Student Research: Christopher Wilkerson

, , 2003
Faculty Advisor:

Antibiotic Resistance of Escherichia coli O157 Isolated from Humans and Cattle


Abstract

This study provides a characterization of the antibiotic resistance abilities of the human pathogen Escherichia coli O157. Cattle are a common reservoir of the pathogen and most illness is a result of contamination of meat of other foodstuffs with manure. A total of 901 Escherichia coli O157 isolates collected from health departments and cattle feedlots were tested using the Kirby-Bauer disk diffusion method for the occurrence of resistance to 12 antimicrobial agents. Antibiotics tested included; ampicillin, ampicillin / sulbactam, ceftriaxone, nalidixic acid, ciproflaxin, kanamycin, gentamycin, amikacin, streptomycin, tetracycline, and trimethoprim / sulfamethoxazole.

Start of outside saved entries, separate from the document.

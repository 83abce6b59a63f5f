use sqlx::FromRow;
use time::{PrimitiveDateTime, UtcDateTime};
use yatube_common::model::{
    ModelValidationError,
    auth::PasswordDigest,
    comment::Comment,
    group::{Group, GroupSlug},
    post::Post,
    text::Text,
    user::{User, Username},
};

#[derive(Clone, Eq, PartialEq, Debug, Hash, FromRow)]
pub(crate) struct UserRecord {
    pub user_id: i64,
    pub username: String,
}

#[derive(Clone, Eq, PartialEq, Debug, Hash, FromRow)]
pub(crate) struct CredentialsRecord {
    pub user_id: i64,
    pub username: String,
    pub password_hash: String,
}

#[derive(Clone, Eq, PartialEq, Debug, Hash, FromRow)]
pub(crate) struct GroupRecord {
    pub group_id: i64,
    pub title: String,
    pub slug: String,
    pub description: String,
}

/// A post joined with its author and, when set, its group.
#[derive(Clone, Eq, PartialEq, Debug, Hash, FromRow)]
pub(crate) struct PostRecord {
    pub post_id: i64,
    pub text: String,
    pub created_at: PrimitiveDateTime,
    pub image: Option<String>,
    pub author_id: i64,
    pub author_username: String,
    pub group_id: Option<i64>,
    pub group_title: Option<String>,
    pub group_slug: Option<String>,
    pub group_description: Option<String>,
}

#[derive(Clone, Eq, PartialEq, Debug, Hash, FromRow)]
pub(crate) struct CommentRecord {
    pub comment_id: i64,
    pub post_id: i64,
    pub text: String,
    pub created_at: PrimitiveDateTime,
    pub author_id: i64,
    pub author_username: String,
}

pub(crate) fn to_primitive(time: UtcDateTime) -> PrimitiveDateTime {
    PrimitiveDateTime::new(time.date(), time.time())
}

impl TryFrom<UserRecord> for User {
    type Error = ModelValidationError;

    fn try_from(value: UserRecord) -> Result<Self, Self::Error> {
        Ok(Self {
            id: value.user_id.into(),
            username: Username::new(value.username)?,
        })
    }
}

impl TryFrom<CredentialsRecord> for (User, PasswordDigest) {
    type Error = ModelValidationError;

    fn try_from(value: CredentialsRecord) -> Result<Self, Self::Error> {
        let user = User {
            id: value.user_id.into(),
            username: Username::new(value.username)?,
        };

        Ok((user, PasswordDigest::from_phc(value.password_hash)))
    }
}

impl TryFrom<GroupRecord> for Group {
    type Error = ModelValidationError;

    fn try_from(value: GroupRecord) -> Result<Self, Self::Error> {
        Ok(Self {
            id: value.group_id.into(),
            title: value.title,
            slug: GroupSlug::new(value.slug)?,
            description: value.description,
        })
    }
}

impl TryFrom<PostRecord> for Post {
    type Error = ModelValidationError;

    fn try_from(value: PostRecord) -> Result<Self, Self::Error> {
        let group = match (
            value.group_id,
            value.group_title,
            value.group_slug,
            value.group_description,
        ) {
            (Some(group_id), Some(title), Some(slug), Some(description)) => Some(Group {
                id: group_id.into(),
                title,
                slug: GroupSlug::new(slug)?,
                description,
            }),
            _ => None,
        };

        Ok(Self {
            id: value.post_id.into(),
            text: Text::new(&value.text)?,
            created_at: value.created_at.as_utc(),
            author: User {
                id: value.author_id.into(),
                username: Username::new(value.author_username)?,
            },
            group,
            image: value.image,
        })
    }
}

impl TryFrom<CommentRecord> for Comment {
    type Error = ModelValidationError;

    fn try_from(value: CommentRecord) -> Result<Self, Self::Error> {
        Ok(Self {
            id: value.comment_id.into(),
            post: value.post_id.into(),
            author: User {
                id: value.author_id.into(),
                username: Username::new(value.author_username)?,
            },
            text: Text::new(&value.text)?,
            created_at: value.created_at.as_utc(),
        })
    }
}
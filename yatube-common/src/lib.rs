pub mod cache;
pub mod clock;
pub mod model;
pub mod pagination;
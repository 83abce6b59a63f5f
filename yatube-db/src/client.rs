use crate::record::{
    CommentRecord, CredentialsRecord, GroupRecord, PostRecord, UserRecord, to_primitive,
};
use sqlx::{
    QueryBuilder, Sqlite, SqlitePool,
    migrate::{MigrateError, Migrator},
    query, query_as, query_scalar,
    sqlite::{SqliteConnectOptions, SqlitePoolOptions},
};
use std::{fmt::Debug, str::FromStr, sync::Arc};
use thiserror::Error;
use time::Duration;
use tracing::{debug, info};
use yatube_common::{
    clock::Clock,
    model::{
        Id, ModelValidationError,
        auth::{AuthTokenHash, PasswordDigest},
        comment::{Comment, CommentMarker},
        follow::Follow,
        group::{Group, GroupMarker, GroupSlug, NewGroup},
        post::{Post, PostContent, PostFilter, PostMarker},
        text::Text,
        user::{NewUser, User, UserMarker, Username},
    },
    pagination::{POSTS_PER_PAGE, Page, PageRequest, Paginator},
};

pub type Result<T, E = DbError> = std::result::Result<T, E>;

static MIGRATOR: Migrator = sqlx::migrate!("./migrations");

#[derive(Debug, Error)]
pub enum DbError {
    #[error("An object in the database was invalid: {0}")]
    Data(#[from] ModelValidationError),
    #[error(transparent)]
    Sqlx(#[from] sqlx::Error),
    #[error("Applying migrations failed: {0}")]
    Migrate(#[from] MigrateError),
}

macro_rules! post_select {
    () => {
        "
        SELECT
            posts.id AS post_id,
            posts.text,
            posts.created_at,
            posts.image,
            users.id AS author_id,
            users.username AS author_username,
            post_groups.id AS group_id,
            post_groups.title AS group_title,
            post_groups.slug AS group_slug,
            post_groups.description AS group_description
        FROM
            posts
            JOIN users ON users.id = posts.author_id
            LEFT JOIN post_groups ON post_groups.id = posts.group_id
        "
    };
}

const NEWEST_FIRST: &str = " ORDER BY posts.created_at DESC, posts.id DESC";

fn is_constraint_violation(err: &sqlx::Error) -> bool {
    match err {
        sqlx::Error::Database(db_err) => {
            db_err.is_unique_violation() || db_err.is_check_violation()
        }
        _ => false,
    }
}

fn push_post_filter(builder: &mut QueryBuilder<'_, Sqlite>, filter: PostFilter) {
    match filter {
        PostFilter::All => {}
        PostFilter::Group(group) => {
            builder.push(" WHERE posts.group_id = ").push_bind(group.get());
        }
        PostFilter::Author(author) => {
            builder.push(" WHERE posts.author_id = ").push_bind(author.get());
        }
        PostFilter::FollowedBy(user) => {
            builder
                .push(" WHERE posts.author_id IN (")
                .push("SELECT follows.author_id FROM follows WHERE follows.user_id = ")
                .push_bind(user.get())
                .push(")");
        }
    }
}

fn to_i64(value: u64) -> i64 {
    i64::try_from(value).unwrap_or(i64::MAX)
}

pub struct DbClient {
    pool: SqlitePool,
    clock: Arc<dyn Clock>,
}

impl Debug for DbClient {
    fn fmt(&self, f: &mut std::fmt::Formatter<'_>) -> std::fmt::Result {
        f.debug_struct("DbClient")
            .field("pool", &self.pool)
            .field("clock", &self.clock)
            .finish()
    }
}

Of the 663 isolates of bovine origin 619 (93.4%) were susceptible to all antibiotics tested. The 238 human pathogens isolated 207 (87.0%) were susceptible to all antibiotics tested. Tetracycline resistance was most common among both cows and humans with 43 (6.5%) of bovine isolates and 16 (6.7%) of human isolates possessing resistance. Streptomycin resistance was also relatively high with 29 (4.4%) of cows and 13 (5.5%) of human isolates resistant. Resistance within cows to all other antibiotics was very rare; less than 1% for ampicillin, ampicillin / sulbactam, gentamycin, kanamycin, nalidixic acid and trimethoprim / sulfamethoxazole. Ampicillin resistance was significantly higher within human derived isolates with 8 (3.4%) isolates resistant. Ampicillin / sulbactam, gentamycin, kanamycin and trimethoprim / sulfamethoxazole and nalidixic acid resistance were all found to be higher in human isolates as well. All of the pathogens regardless of source were susceptible to amikacin, ciproflaxin, and ceftriaxone.

Thirty (4.5%) of the bovine isolates were multi-drug resistant. Sixteen (6.7%) of the human isolates were multi-drug resistant. The majority of MDR isolates shared resistance to tetracycline and streptomycin.

The resistance levels in general were lower than previously tested collections. This study detracts from previous studies and common perceptions that have suggested that agricultural isolates possessed greater resistance levels and were the source of resistance within humans. Due to the likelihood that cows were the reservoir and initial source of the human infections more research is needed to determine if a subset of the O157 e. coli population is both more infective and antibiotic resistant or whether e. coli O157 isolates acquiring resistance due to horizontal transfer form native enteric bacteria within human hosts.